9 comments on “Zoia Horn has passed on

  1. Thank you, Rory, for sending word out and for the photo and your comments. Amazing woman!! I had not heard how she was doing for a while. I hope she was herself to the end and not uncomfortable. Is Dean Galloway still living? We can hope to hear how to contact him or his daughter Nancy.
    Joan Goddard

  2. Thanks for honouring my mother with your kind and true words, not to mention links to pertinent information. It’s great to hear that she continues to inspire new librarians.
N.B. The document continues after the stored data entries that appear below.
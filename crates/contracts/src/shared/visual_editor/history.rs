//! Linear undo/redo over committed change-sets.

use std::collections::VecDeque;

use chrono::{DateTime, Utc};

use super::change_set::ChangeSet;

/// Зафиксированное изменение и элемент, к которому оно относится
///
/// Never mutated after commit. `target` is the live element the change-set
/// was built from; it outlives rescans but not a preview reload.
#[derive(Debug, Clone, PartialEq)]
pub struct HistoryEntry<N> {
    pub change_set: ChangeSet,
    pub target: N,
    pub committed_at: DateTime<Utc>,
}

/// Undo and redo stacks. The undo stack keeps at most `max_depth` entries,
/// dropping the oldest.
#[derive(Debug, Clone)]
pub struct HistoryManager<N> {
    undo_stack: VecDeque<HistoryEntry<N>>,
    redo_stack: Vec<HistoryEntry<N>>,
    max_depth: usize,
}

impl<N> HistoryManager<N> {
    pub fn new(max_depth: usize) -> Self {
        Self {
            undo_stack: VecDeque::new(),
            redo_stack: Vec::new(),
            max_depth: max_depth.max(1),
        }
    }

    /// Record a successful save. Clears the redo stack.
    pub fn commit(&mut self, change_set: ChangeSet, target: N) {
        self.undo_stack.push_back(HistoryEntry {
            change_set,
            target,
            committed_at: Utc::now(),
        });
        self.redo_stack.clear();

        while self.undo_stack.len() > self.max_depth {
            self.undo_stack.pop_front();
        }
    }

    /// Entry the next [`undo`](Self::undo) would revert.
    pub fn peek_undo(&self) -> Option<&HistoryEntry<N>> {
        self.undo_stack.back()
    }

    /// Entry the next [`redo`](Self::redo) would re-apply.
    pub fn peek_redo(&self) -> Option<&HistoryEntry<N>> {
        self.redo_stack.last()
    }

    /// Moves the latest entry to the redo stack and returns the change-set
    /// that reverts it.
    pub fn undo(&mut self) -> Option<ChangeSet> {
        let entry = self.undo_stack.pop_back()?;
        let inverse = entry.change_set.inverse();
        self.redo_stack.push(entry);
        Some(inverse)
    }

    /// Moves the latest undone entry back and returns it for re-application.
    pub fn redo(&mut self) -> Option<ChangeSet> {
        let entry = self.redo_stack.pop()?;
        let forward = entry.change_set.clone();
        self.undo_stack.push_back(entry);
        Some(forward)
    }

    pub fn can_undo(&self) -> bool {
        !self.undo_stack.is_empty()
    }

    pub fn can_redo(&self) -> bool {
        !self.redo_stack.is_empty()
    }

    pub fn undo_depth(&self) -> usize {
        self.undo_stack.len()
    }

    pub fn redo_depth(&self) -> usize {
        self.redo_stack.len()
    }

    /// Most recent first.
    pub fn entries(&self) -> impl Iterator<Item = &HistoryEntry<N>> {
        self.undo_stack.iter().rev()
    }

    pub fn clear(&mut self) {
        self.undo_stack.clear();
        self.redo_stack.clear();
    }
}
    Dean Galloway sends his appreciation as well.

    Catherine Marrion

  3. I posted the following on Facebook this morning:
    Zoia Horn, who died Saturday in Oakland at 96, was, to understate it, an incredible woman who led an extraordinary life. I had the privilege and honor of working closely with her at the DataCenter, helping her edit our People’s Right To Know series of Press Profiles.
    On her 90th Birthday, I wrote the following: Zoia Horn pioneered a new type of librarian: the archivist/activist. She set the standard for fighting an intrusive government that demanded its right to know the public’s business by becoming a champion of the People’s Right To Know.
    As Zoia’s co-worker and one of the point persons on the Data Center’s Right To Know Project we shared some very interesting times. Editing Zoia, was not something she (or I) took lightly. And we had our little battles.
    Over the years, however, we shared much more than an occasional scuffle over the introductory words to an R-T-K volume or which articles should appear in each edition. We shared the joy of producing a series of important collections on the people’s right to know; we shared March birthday parties; we exchanged memories of times in New York City (as a college student I worked the stacks at the 42nd Street branch, while Zoia’s first librarian job — some twenty-one years earlier — was in 1942 at the city’s Jackson Square Branch); we shared a surprisingly ribald yet quasi-dignified (she, not me) sense of humor; and we shared a passion for information that serves and advances social justice, not information for information’s sake.
    I would chat with Zoia about how my daughter Leah, born in 1980, was doing and later, she would proudly relay tales of her granddaughter.
    When Zoia attended Data Center staff meetings (she was the rare volunteer accorded that privilege – although one would be hard pressed to call it that) and when she spoke up, staff paid attention. When Zoia requested support for a project, she got what she asked for. After all, it was not possible to turn down the grand doyen of data!
    Zoia’s written inscription to me on her memoir says it all for me: “To Bill,” she wrote, “dear colleague, friend and great tease.”
    And, the title of her book: “Zoia! Memoirs of Zoia Horn, Battler for the People’s Right to Know” tells you, in small measure, about Zoia’s extraordinary endeavors.
    Happy 90th birthday dear Zoia and many many happy and healthy birthdays to come.
    (Her book is online @ https://archive.org/details/zoiamemoirsofzoi00horn). She was a librarian of conscience (as you’ll read in the obituary below) who went to prison “as a matter of conscience by refusing to testify against antiwar activists accused of a bizarre terrorist poly.”